Du côté où elle est taillée, elle la remet aux mains de Pinabel, puis elle s’y accroche. Après avoir d’abord introduit ses pieds dans la caverne, elle s’y suspend tout entière par les bras. Pinabel sourit alors, lui demande comment elle saute, et il ouvre les mains toutes larges, disant : « — Qu’ici tous les tiens ne sont-ils réunis, pour que j’en détruise la semence ! — »
Il n’advint pas du sort de l’innocente jeune fille comme le désirait Pinabel. Dans sa chute précipitée, la branche solide et forte vint frapper la première le fond. Elle se brisa, mais elle garantit si bien Bradamante, qu’elle la préserva de mort. La damoiselle resta quelque temps étourdie, comme je le dirai ensuite dans l’autre chant.
CHANT III.
Argument. — La caverne où Bradamante est tombée communique avec une grotte qui contient le tombeau de l’enchanteur Merlin. Là, la magicienne Mélisse révèle à Bradamante que c’est d’elle et de Roger que sortira la race d’Este. Elle lui montre les figures de ses descendants et lui prédit leur gloire future. Au moment de quitter la grotte, Bradamante apprend de Mélisse que Roger est retenu dans le palais enchanté d’Atlante, et se fait enseigner le moyen de le délivrer. Rencontre de Bradamante et de Brunel.

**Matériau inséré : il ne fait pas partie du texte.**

use crate::cli::{read_query, resolve_config, RunArgs};
use crate::config::Config;
use crate::output::{render_summary, write_run_report};
use crate::provider::create_backend;
use crate::workflow::{PromptSet, Workflow};
use anyhow::Context;
use chrono::Local;
use tracing::{info, warn};

pub async fn execute(args: RunArgs) -> anyhow::Result<()> {
    let mut config = resolve_config(&args.config)?;

    // Apply run-specific overrides
    if let Some(max_iterations) = args.max_iterations {
        config.workflow.max_iterations = max_iterations;
    }
    if let Some(report_dir) = args.report_dir {
        config.report_dir = report_dir;
    }
    if args.dry_run {
        config.dry_run = true;
    }

    config.validate()?;
    let query = read_query(args.query)?;

    if config.dry_run {
        info!("DRY RUN - no backend calls will be made");
        let prompts = PromptSet::load(&config.prompts)?;
        print_execution_plan(&config, &prompts, &query);
        return Ok(());
    }

    let backend = create_backend(&config).context("Failed to initialize backend")?;
    let workflow = Workflow::from_config(&config, backend)?;

    let report = workflow.run(&query).await.context("Workflow aborted")?;

    if args.json {
        println!("{}", serde_json::to_string_pretty(&report)?);
    } else {
        print!("{}", render_summary(&report));
    }

    if !args.no_report {
        // Dated report directory (reports/YYYY-MM-DD/)
        let date_str = Local::now().format("%Y-%m-%d").to_string();
        let report_dir = config.report_dir.join(&date_str);

        match write_run_report(&report_dir, &report) {
            Ok(path) => info!("Wrote report: {}", path.display()),
            Err(e) => warn!("Failed to write report: {}", e),
        }
    }

    Ok(())
}

fn print_execution_plan(config: &Config, prompts: &PromptSet, query: &str) {
    let calls_per_round = 3;
    println!("\n=== Execution Plan ===\n");
    println!("Backend: {}", config.provider);
    println!("Rounds: {}", config.workflow.max_iterations);
    println!("Sub-tasks requested per round: {}", config.workflow.sub_task_count);
    println!("Empty plan policy: {:?}", config.workflow.empty_plan);
    println!("Timeout per call: {}s", config.timeout_sec);
    println!("Attempts per call: {}", config.retry.max_attempts);
    println!(
        "Generation calls: at most {}",
        config.workflow.max_iterations as usize * calls_per_round
    );
    println!("Report dir: {:?}", config.report_dir);

    println!("\nFirst planner prompt:\n");
    for line in prompts
        .render_plan(query, config.workflow.sub_task_count)
        .lines()
    {
        println!("  | {}", line);
    }
    println!();
}
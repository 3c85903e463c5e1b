//! Scripted backend: replays canned responses in order, no network.
//!
//! Serves as the test double for the workflow stages and as an offline
//! provider (`provider: scripted`) fed from a YAML list where each entry is
//! either a response string or `{ error: "..." }` to simulate a failed call.

use std::collections::VecDeque;
use std::path::Path;
use std::sync::Mutex;

use async_trait::async_trait;
use serde::Deserialize;

use super::Backend;
use crate::error::ProviderError;

#[derive(Debug, Clone, Deserialize)]
#[serde(untagged)]
enum ScriptEntry {
    Text(String),
    Failure { error: String },
}

#[derive(Debug, Default)]
pub struct ScriptedBackend {
    responses: Mutex<VecDeque<Result<String, String>>>,
    prompts: Mutex<Vec<String>>,
}

impl ScriptedBackend {
    #[cfg(test)]
    pub fn new<I, S>(responses: I) -> Self
    where
        I: IntoIterator<Item = S>,
        S: Into<String>,
    {
        Self {
            responses: Mutex::new(responses.into_iter().map(|r| Ok(r.into())).collect()),
            prompts: Mutex::new(Vec::new()),
        }
    }

    pub fn from_file(path: &Path) -> Result<Self, ProviderError> {
        let content = std::fs::read_to_string(path).map_err(|e| ProviderError::Script {
            path: path.to_path_buf(),
            reason: e.to_string(),
        })?;

        let entries: Vec<ScriptEntry> =
            serde_yaml::from_str(&content).map_err(|e| ProviderError::Script {
                path: path.to_path_buf(),
                reason: e.to_string(),
            })?;

        let backend = Self::default();
        for entry in entries {
            match entry {
                ScriptEntry::Text(text) => backend.push_response(text),
                ScriptEntry::Failure { error } => backend.push_failure(error),
            }
        }
        Ok(backend)
    }

    pub fn push_response(&self, response: impl Into<String>) {
        self.lock_responses().push_back(Ok(response.into()));
    }

    /// Queue a failing call
    pub fn push_failure(&self, message: impl Into<String>) {
        self.lock_responses().push_back(Err(message.into()));
    }

    /// Every prompt received so far, in call order
    #[cfg(test)]
    pub fn prompts(&self) -> Vec<String> {
        self.prompts
            .lock()
            .unwrap_or_else(|poisoned| poisoned.into_inner())
            .clone()
    }

    #[cfg(test)]
    pub fn remaining(&self) -> usize {
        self.lock_responses().len()
    }

    fn lock_responses(&self) -> std::sync::MutexGuard<'_, VecDeque<Result<String, String>>> {
        self.responses
            .lock()
            .unwrap_or_else(|poisoned| poisoned.into_inner())
    }
}

#[async_trait]
impl Backend for ScriptedBackend {
    fn name(&self) -> &'static str {
        "scripted"
    }

    async fn generate(&self, prompt: &str) -> Result<String, ProviderError> {
        self.prompts
            .lock()
            .unwrap_or_else(|poisoned| poisoned.into_inner())
            .push(prompt.to_string());

        match self.lock_responses().pop_front() {
            Some(Ok(text)) => Ok(text),
            Some(Err(message)) => Err(ProviderError::Api(message)),
            None => Err(ProviderError::ScriptExhausted),
        }
    }
}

Qui me donnera la voix et les paroles qui conviennent à un si noble sujet ? Qui prêtera des ailes à mon vers, pour qu’il vole jusqu’à ce qu’il atteigne à la hauteur de mon entreprise ? Il me faut maintenant, pour m’échauffer le cœur, beaucoup plus que l’ardeur ordinaire, car elle est due à mon seigneur, cette partie de mon œuvre qui chante les aïeux dont il tira son origine.
Parmi tous les illustres seigneurs sortis du ciel pour gouverner la terre, tu ne vois pas, ô Phébus qui éclaires le grand univers, race plus glorieuse, soit dans la paix, soit dans la guerre, ni qui ait conservé plus d’éclat sur sa noblesse ; et, si en moi n’erre pas cette prophétique lumière qui m’inspire, elle le conservera tout le temps qu’autour du pôle le ciel tournera.
Et comme je veux en raconter pleinement les honneurs, j’ai besoin, au lieu de la mienne, de cette lyre avec laquelle toi-même, après les fureurs de la guerre des géants, tu rendis grâce au roi de l’éther. Que ne m’as-tu donné de meilleurs instruments, propres à sculpter, sur une pierre digne d’elles, ces grandes figures ! j’y consacrerais tous mes efforts et tout mon talent.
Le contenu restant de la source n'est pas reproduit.